◆ **Problem requirements**
Copy out each line of the entries below in which the string "BorrowingId" appears.

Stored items
"""

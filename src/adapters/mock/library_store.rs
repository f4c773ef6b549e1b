use crate::domain::{
    Book, BookId, Borrowing, BorrowingId, Payment, PaymentId, PaymentStatus, User, UserId,
};
use crate::ports::{
    BookRepository, BorrowingFilter, BorrowingRepository, CloseOutcome, OpenOutcome, Page,
    PageRequest, PaymentRepository, UserRepository, book_repository, borrowing_repository,
    payment_repository, user_repository,
};
use async_trait::async_trait;
use futures::stream::{self, BoxStream, StreamExt};
use std::collections::HashMap;
use std::sync::Mutex;

#[derive(Default)]
struct State {
    books: HashMap<BookId, Book>,
    borrowings: HashMap<BorrowingId, Borrowing>,
    payments: Vec<Payment>,
    users: HashMap<UserId, User>,
}

/// 全リポジトリポートのインメモリ実装
///
/// 1つのロックで全テーブルを守るので、`open`/`close` はPostgreSQL実装と同じく不可分。
/// テストとデータベースなしのローカル実行で使う。
#[derive(Default)]
pub struct LibraryStore {
    state: Mutex<State>,
}

impl LibraryStore {
    pub fn new() -> Self {
        Self::default()
    }
}

fn paginate<T>(items: Vec<T>, page: PageRequest) -> Page<T> {
    let total = items.len() as i64;
    let items = items
        .into_iter()
        .skip(page.offset() as usize)
        .take(page.limit() as usize)
        .collect();
    Page { items, total }
}

#[async_trait]
impl BookRepository for LibraryStore {
    async fn list(&self, page: PageRequest) -> book_repository::Result<Page<Book>> {
        let state = self.state.lock().unwrap();
        let mut books: Vec<Book> = state.books.values().cloned().collect();
        books.sort_by(|a, b| a.title.cmp(&b.title).then(a.id.value().cmp(&b.id.value())));
        Ok(paginate(books, page))
    }

    async fn get_by_id(&self, book_id: BookId) -> book_repository::Result<Option<Book>> {
        Ok(self.state.lock().unwrap().books.get(&book_id).cloned())
    }

    async fn insert(&self, book: &Book) -> book_repository::Result<()> {
        self.state
            .lock()
            .unwrap()
            .books
            .insert(book.id, book.clone());
        Ok(())
    }

    async fn update(&self, book: &Book) -> book_repository::Result<bool> {
        let mut state = self.state.lock().unwrap();
        match state.books.get_mut(&book.id) {
            Some(stored) => {
                *stored = book.clone();
                Ok(true)
            }
            None => Ok(false),
        }
    }

    async fn delete(&self, book_id: BookId) -> book_repository::Result<bool> {
        let mut state = self.state.lock().unwrap();
        if state.borrowings.values().any(|b| b.book_id == book_id) {
            return Err("book is referenced by borrowings".into());
        }
        Ok(state.books.remove(&book_id).is_some())
    }

    async fn count_borrowings(&self, book_id: BookId) -> book_repository::Result<i64> {
        let state = self.state.lock().unwrap();
        Ok(state
            .borrowings
            .values()
            .filter(|b| b.book_id == book_id)
            .count() as i64)
    }
}

#[async_trait]
impl BorrowingRepository for LibraryStore {
    async fn open(
        &self,
        borrowing: &Borrowing,
        payment: &Payment,
    ) -> borrowing_repository::Result<OpenOutcome> {
        let mut state = self.state.lock().unwrap();

        let book = state
            .books
            .get_mut(&borrowing.book_id)
            .ok_or("borrowing references a missing book")?;
        if book.inventory <= 0 {
            return Ok(OpenOutcome::OutOfStock);
        }
        book.inventory -= 1;

        state.borrowings.insert(borrowing.id, borrowing.clone());
        state.payments.push(payment.clone());
        Ok(OpenOutcome::Opened)
    }

    async fn close(
        &self,
        borrowing: &Borrowing,
        fine: Option<&Payment>,
    ) -> borrowing_repository::Result<CloseOutcome> {
        let mut state = self.state.lock().unwrap();

        let stored = state
            .borrowings
            .get_mut(&borrowing.id)
            .ok_or("borrowing not found")?;
        if stored.actual_return_date.is_some() {
            return Ok(CloseOutcome::AlreadyReturned);
        }
        stored.actual_return_date = borrowing.actual_return_date;

        if let Some(book) = state.books.get_mut(&borrowing.book_id) {
            book.inventory += 1;
        }
        if let Some(fine) = fine {
            state.payments.push(fine.clone());
        }
        Ok(CloseOutcome::Closed)
    }

    async fn get_by_id(
        &self,
        borrowing_id: BorrowingId,
    ) -> borrowing_repository::Result<Option<Borrowing>> {
        Ok(self
            .state
            .lock()
            .unwrap()
            .borrowings
            .get(&borrowing_id)
            .cloned())
    }

    async fn list(
        &self,
        filter: &BorrowingFilter,
        page: PageRequest,
    ) -> borrowing_repository::Result<Page<Borrowing>> {
        let state = self.state.lock().unwrap();
        let mut borrowings: Vec<Borrowing> = state
            .borrowings
            .values()
            .filter(|b| filter.matches(b))
            .cloned()
            .collect();
        borrowings.sort_by(|a, b| b.borrow_date.cmp(&a.borrow_date));
        Ok(paginate(borrowings, page))
    }

    fn stream_all(&self) -> BoxStream<'_, borrowing_repository::Result<Borrowing>> {
        let mut borrowings: Vec<Borrowing> = self
            .state
            .lock()
            .unwrap()
            .borrowings
            .values()
            .cloned()
            .collect();
        borrowings.sort_by(|a, b| a.borrow_date.cmp(&b.borrow_date));
        stream::iter(borrowings.into_iter().map(Ok)).boxed()
    }
}

#[async_trait]
impl PaymentRepository for LibraryStore {
    async fn list(
        &self,
        owner: Option<UserId>,
        page: PageRequest,
    ) -> payment_repository::Result<Page<Payment>> {
        let state = self.state.lock().unwrap();
        let payments: Vec<Payment> = state
            .payments
            .iter()
            .filter(|p| match owner {
                Some(owner) => state
                    .borrowings
                    .get(&p.borrowing_id)
                    .is_some_and(|b| b.user_id == owner),
                None => true,
            })
            .cloned()
            .collect();
        Ok(paginate(payments, page))
    }

    async fn get_by_id(&self, payment_id: PaymentId) -> payment_repository::Result<Option<Payment>> {
        let state = self.state.lock().unwrap();
        Ok(state.payments.iter().find(|p| p.id == payment_id).cloned())
    }

    async fn find_by_borrowing(
        &self,
        borrowing_id: BorrowingId,
    ) -> payment_repository::Result<Vec<Payment>> {
        let state = self.state.lock().unwrap();
        Ok(state
            .payments
            .iter()
            .filter(|p| p.borrowing_id == borrowing_id)
            .cloned()
            .collect())
    }

    async fn find_by_session_id(
        &self,
        session_id: &str,
    ) -> payment_repository::Result<Option<Payment>> {
        let state = self.state.lock().unwrap();
        Ok(state
            .payments
            .iter()
            .find(|p| p.session_id == session_id)
            .cloned())
    }

    async fn update_status(
        &self,
        payment_id: PaymentId,
        status: PaymentStatus,
    ) -> payment_repository::Result<bool> {
        let mut state = self.state.lock().unwrap();
        match state.payments.iter_mut().find(|p| p.id == payment_id) {
            Some(payment) => {
                payment.status = status;
                Ok(true)
            }
            None => Ok(false),
        }
    }
}

#[async_trait]
impl UserRepository for LibraryStore {
    async fn insert(&self, user: &User) -> user_repository::Result<bool> {
        let mut state = self.state.lock().unwrap();
        if state.users.values().any(|u| u.email == user.email) {
            return Ok(false);
        }
        state.users.insert(user.id, user.clone());
        Ok(true)
    }

    async fn get_by_id(&self, user_id: UserId) -> user_repository::Result<Option<User>> {
        Ok(self.state.lock().unwrap().users.get(&user_id).cloned())
    }

    async fn find_by_email(&self, email: &str) -> user_repository::Result<Option<User>> {
        let state = self.state.lock().unwrap();
        Ok(state.users.values().find(|u| u.email == email).cloned())
    }

    async fn update(&self, user: &User) -> user_repository::Result<bool> {
        let mut state = self.state.lock().unwrap();
        if state
            .users
            .values()
            .any(|u| u.email == user.email && u.id != user.id)
        {
            return Ok(false);
        }
        state.users.insert(user.id, user.clone());
        Ok(true)
    }
}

"""

◆ **Task answer**
    Book, BookId, Borrowing, BorrowingId, Payment, PaymentId, PaymentStatus, User, UserId,
    borrowings: HashMap<BorrowingId, Borrowing>,
        borrowing_id: BorrowingId,
        borrowing_id: BorrowingId,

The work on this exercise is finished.